Prioritizing programming to address the needs and risks of very young adolescents: a summary of findings across three humanitarian settings
Between 2013 and 2014, a series of qualitative and quantitative research efforts were undertaken in three conflict affected communities (Syrian refugees in the Bekaa Valley, Lebanon, Somali refugees in Kobe Refugee camp Ethiopia, and migrant communities from Myanmar settled in Tak Province, Thailand) that sought to understand the lived experiences of very young adolescents during emergencies. A research consortium that included the Women’s Refugee Commission, Johns Hopkins University, American University in Beirut, International Medical Corps in Ethiopia, Save the Children in Lebanon and the Adolescent Reproductive Health Network in Thailand convened around these activities.
The core research initiative, “Sexual and Reproductive Health Needs and Risks of Very Young Adolescents in Humanitarian Contexts” involved three phases of research: 1) A program needs assessment completed with key informants working on adolescent sexual and reproductive health in each context 2) qualitative research, that incorporated participatory approaches, with adolescents 10–16 years of age, and adults in the community in all three settings, and 3) A household survey with 10–14 year-olds in Ethiopia and Thailand.

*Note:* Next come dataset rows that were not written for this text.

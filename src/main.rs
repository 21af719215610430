//! Stakemate — Entry Point
//!
//! Loads configuration, initializes all subsystems, and runs until shutdown.
//! The room state machine, ledger, sweeper, and web API all share one
//! database pool and one event bus.

mod config;
mod db;
mod error;
mod events;
mod ledger;
mod logging;
mod roadmap;
mod rooms;
mod sweeper;
mod web;

use std::sync::Arc;
use tokio::signal;
use tracing::{error, info};

use crate::config::Config;
use crate::db::pool;
use crate::events::bus::EventBus;
use crate::ledger::Ledger;
use crate::rooms::machine::RoomService;

#[tokio::main]
async fn main() -> anyhow::Result<()> {
    // Load .env file (ignore if missing)
    let _ = dotenvy::dotenv();

    // Load configuration
    let config = Config::load()?;

    // Initialize logging
    logging::structured::init_logging(&config.logging);

    info!(
        version = env!("CARGO_PKG_VERSION"),
        sweeper_enabled = config.sweeper.enabled,
        "stakemate starting"
    );

    // Initialize database
    let db_pool = pool::create_pool(&config.database.url, config.database.max_connections).await?;
    pool::run_migrations(&db_pool).await?;
    info!("database connected and migrations applied");

    // Initialize event bus
    let event_bus = Arc::new(EventBus::new(1024));

    // Initialize ledger
    let ledger = Arc::new(Ledger::new(db_pool.clone()));

    // Initialize room state machine
    let room_service = Arc::new(RoomService::new(
        db_pool.clone(),
        event_bus.clone(),
        config.rooms.clone(),
    ));

    // Spawn deadline sweeper
    let _sweeper_handle = if config.sweeper.enabled {
        let db = db_pool.clone();
        let service = room_service.clone();
        let interval = config.sweeper.interval_secs;
        Some(tokio::spawn(async move {
            sweeper::run_sweeper_loop(db, service, interval).await;
        }))
    } else {
        None
    };

    // Spawn web server (if enabled)
    let _web_handle = if config.web.enabled {
        let web_server = web::server::WebServer::new(
            config.web.clone(),
            db_pool.clone(),
            room_service.clone(),
            ledger.clone(),
            event_bus.clone(),
        );
        Some(tokio::spawn(async move {
            if let Err(e) = web_server.start().await {
                error!(error = %e, "web server error");
            }
        }))
    } else {
        None
    };

    info!("all subsystems started, waiting for shutdown signal");

    // Wait for shutdown signal
    let shutdown = async {
        let ctrl_c = signal::ctrl_c();
        #[cfg(unix)]
        let mut sigterm = signal::unix::signal(signal::unix::SignalKind::terminate())
            .expect("failed to install SIGTERM handler");

        tokio::select! {
            _ = ctrl_c => { info!("received SIGINT"); }
            _ = sigterm.recv() => { info!("received SIGTERM"); }
        }
    };

    shutdown.await;

    info!("shutdown complete");
    Ok(())
}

An additional phase of research was added in Lebanon and Ethiopia, to further explore the issue of child marriage which was a prominent experience identified within the core research initiative on very young adolescents.

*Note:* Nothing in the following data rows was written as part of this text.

//! Roadmap generation — duration bucket → ordered milestone templates.
//!
//! `generate_plan` is pure and deterministic; `generate_for_room` persists a
//! plan exactly once per room (a second call is a no-op, which settles the
//! race when multiple "room just became full" triggers fire concurrently).

use sqlx::{Postgres, Transaction};
use tracing::debug;

use crate::db::queries;
use crate::error::Result;
use crate::rooms::types::DurationBucket;

/// One milestone in a generated plan, with its checklist substeps.
#[derive(Debug, Clone, PartialEq, Eq)]
pub struct MilestoneTemplate {
    pub title: String,
    pub description: String,
    pub week_number: i32,
    pub order_index: i32,
    pub substeps: Vec<String>,
}

/// Build the ordered milestone plan for a duration bucket.
pub fn generate_plan(bucket: DurationBucket) -> Vec<MilestoneTemplate> {
    let weeks = bucket.weeks();
    let mut plan = Vec::new();
    let mut order_index = 0;

    let mut push = |title: String, description: String, week: i32, substeps: Vec<String>| {
        plan.push(MilestoneTemplate {
            title,
            description,
            week_number: week,
            order_index,
            substeps,
        });
        order_index += 1;
    };

    // Week 1 is always the foundational pair. For one-week rooms this is the
    // whole plan — the mastery pair never doubles up on the same week.
    push(
        "Foundation & Setup".into(),
        "Get your environment, tools, and baseline routine in place".into(),
        1,
        vec![
            "Set up your training space and tools".into(),
            "Define your daily practice schedule".into(),
            "Record your starting point".into(),
        ],
    );
    push(
        "Initial Benchmark".into(),
        "Establish the baseline you will measure progress against".into(),
        1,
        vec![
            "Complete a full baseline attempt".into(),
            "Log your baseline numbers".into(),
            "Identify your biggest weakness".into(),
        ],
    );

    for week in 2..weeks {
        push(
            format!("Technique Refinement — Week {week}"),
            format!("Week {week}: focus on form and consistency over volume"),
            week,
            vec![
                format!("Complete week {week} technique drills"),
                "Review and correct one recurring mistake".into(),
                "Log every session this week".into(),
            ],
        );
        push(
            format!("Volume Increase — Week {week}"),
            format!("Week {week}: push past last week's totals"),
            week,
            vec![
                format!("Beat your week {} volume", week - 1),
                "Keep quality on par with last week".into(),
                "Note how recovery felt".into(),
            ],
        );
    }

    if weeks > 1 {
        push(
            "Mastery Challenge".into(),
            "Put everything together in one final push".into(),
            weeks,
            vec![
                "Attempt your hardest variation yet".into(),
                "Compare against your initial benchmark".into(),
                "Document the full attempt".into(),
            ],
        );
        push(
            "Final Submission".into(),
            "Submit your closing proof and wrap up".into(),
            weeks,
            vec![
                "Record your final result".into(),
                "Submit closing proof".into(),
                "Write a short retrospective".into(),
            ],
        );
    }

    plan
}

/// Persist the plan for a room. Idempotent: if a roadmap already exists (or a
/// concurrent caller wins the insert), nothing is written.
pub async fn generate_for_room(
    tx: &mut Transaction<'_, Postgres>,
    room_id: i64,
    bucket: DurationBucket,
) -> Result<()> {
    if queries::get_roadmap_tx(tx, room_id).await?.is_some() {
        debug!(room_id, "roadmap already exists, skipping generation");
        return Ok(());
    }
    let roadmap_id = match queries::insert_roadmap(tx, room_id).await? {
        Some(id) => id,
        // Lost the insert race to a concurrent caller
        None => {
            debug!(room_id, "roadmap insert raced, skipping generation");
            return Ok(());
        }
    };

    for milestone in generate_plan(bucket) {
        let milestone_id = queries::insert_milestone(
            tx,
            roadmap_id,
            &milestone.title,
            &milestone.description,
            milestone.week_number,
            milestone.order_index,
        )
        .await?;
        for (i, substep) in milestone.substeps.iter().enumerate() {
            queries::insert_substep(tx, milestone_id, substep, i as i32).await?;
        }
    }
    debug!(room_id, roadmap_id, "roadmap generated");
    Ok(())
}

#[cfg(test)]
mod tests {
    use super::*;

    #[test]
    fn bucket_table_drives_milestone_counts() {
        // 2 per week across first/middle/last iterations
        assert_eq!(generate_plan(DurationBucket::OneWeek).len(), 2);
        assert_eq!(generate_plan(DurationBucket::TwoWeeks).len(), 4);
        assert_eq!(generate_plan(DurationBucket::OneMonth).len(), 8);
        assert_eq!(generate_plan(DurationBucket::ThreeMonths).len(), 24);
    }

    #[test]
    fn one_week_room_gets_only_the_foundation_pair() {
        let plan = generate_plan(DurationBucket::OneWeek);
        assert_eq!(plan[0].title, "Foundation & Setup");
        assert_eq!(plan[1].title, "Initial Benchmark");
        assert!(plan.iter().all(|m| m.week_number == 1));
        assert!(!plan.iter().any(|m| m.title == "Mastery Challenge"));
    }

    #[test]
    fn multi_week_plan_ends_with_the_mastery_pair() {
        let plan = generate_plan(DurationBucket::OneMonth);
        let last_two: Vec<_> = plan.iter().rev().take(2).map(|m| m.title.as_str()).collect();
        assert_eq!(last_two, ["Final Submission", "Mastery Challenge"]);
        assert!(plan.iter().rev().take(2).all(|m| m.week_number == 4));
    }

    #[test]
    fn middle_weeks_substitute_their_week_number() {
        let plan = generate_plan(DurationBucket::OneMonth);
        let week3: Vec<_> = plan.iter().filter(|m| m.week_number == 3).collect();
        assert_eq!(week3.len(), 2);
        assert!(week3[0].title.contains("Week 3"));
        assert!(week3[1].description.contains("Week 3"));
    }

    #[test]
    fn order_index_is_stable_and_zero_based() {
        let plan = generate_plan(DurationBucket::ThreeMonths);
        for (i, milestone) in plan.iter().enumerate() {
            assert_eq!(milestone.order_index, i as i32);
        }
    }

    #[test]
    fn generation_is_deterministic() {
        assert_eq!(
            generate_plan(DurationBucket::TwoWeeks),
            generate_plan(DurationBucket::TwoWeeks)
        );
    }

    #[test]
    fn first_iteration_milestones_carry_three_substeps() {
        let plan = generate_plan(DurationBucket::OneWeek);
        assert!(plan.iter().all(|m| m.substeps.len() == 3));
    }
}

This research supplement, exploring the experiences during early adolescence, highlighted the crucial role of education, prominent experiences of insecurity, existing knowledge on body change and fertility, peer and family relationships among this age group, as well as concerns around child marriage (Lebanon and Ethiopia), child labor (Thailand), and gender roles.
Given the findings presented within this supplement, there are broad implications for work with very young adolescents by humanitarian actors in the settings where research was undertaken, and potentially, more broadly. Programs that promote health and well-being during early adolescence are critically needed in settings of conflict and displacement, and coordination among the diverse range of actors involved in such programming will be essential. Additionally, SRH programs for adolescents (10–14 years of age) in emergencies should include, at minimum, sensitive care for survivors of sexual violence, menstrual hygiene management, life skills, and fertility education. Humanitarian programs can better engage with parents, teachers, and community leaders as partners in the development and implementation of programs. Finally, fundamental rights to protection and education for all adolescents must be upheld.
Schlecht et. al, (2017), Conflict and Health, 11(Suppl 1):31.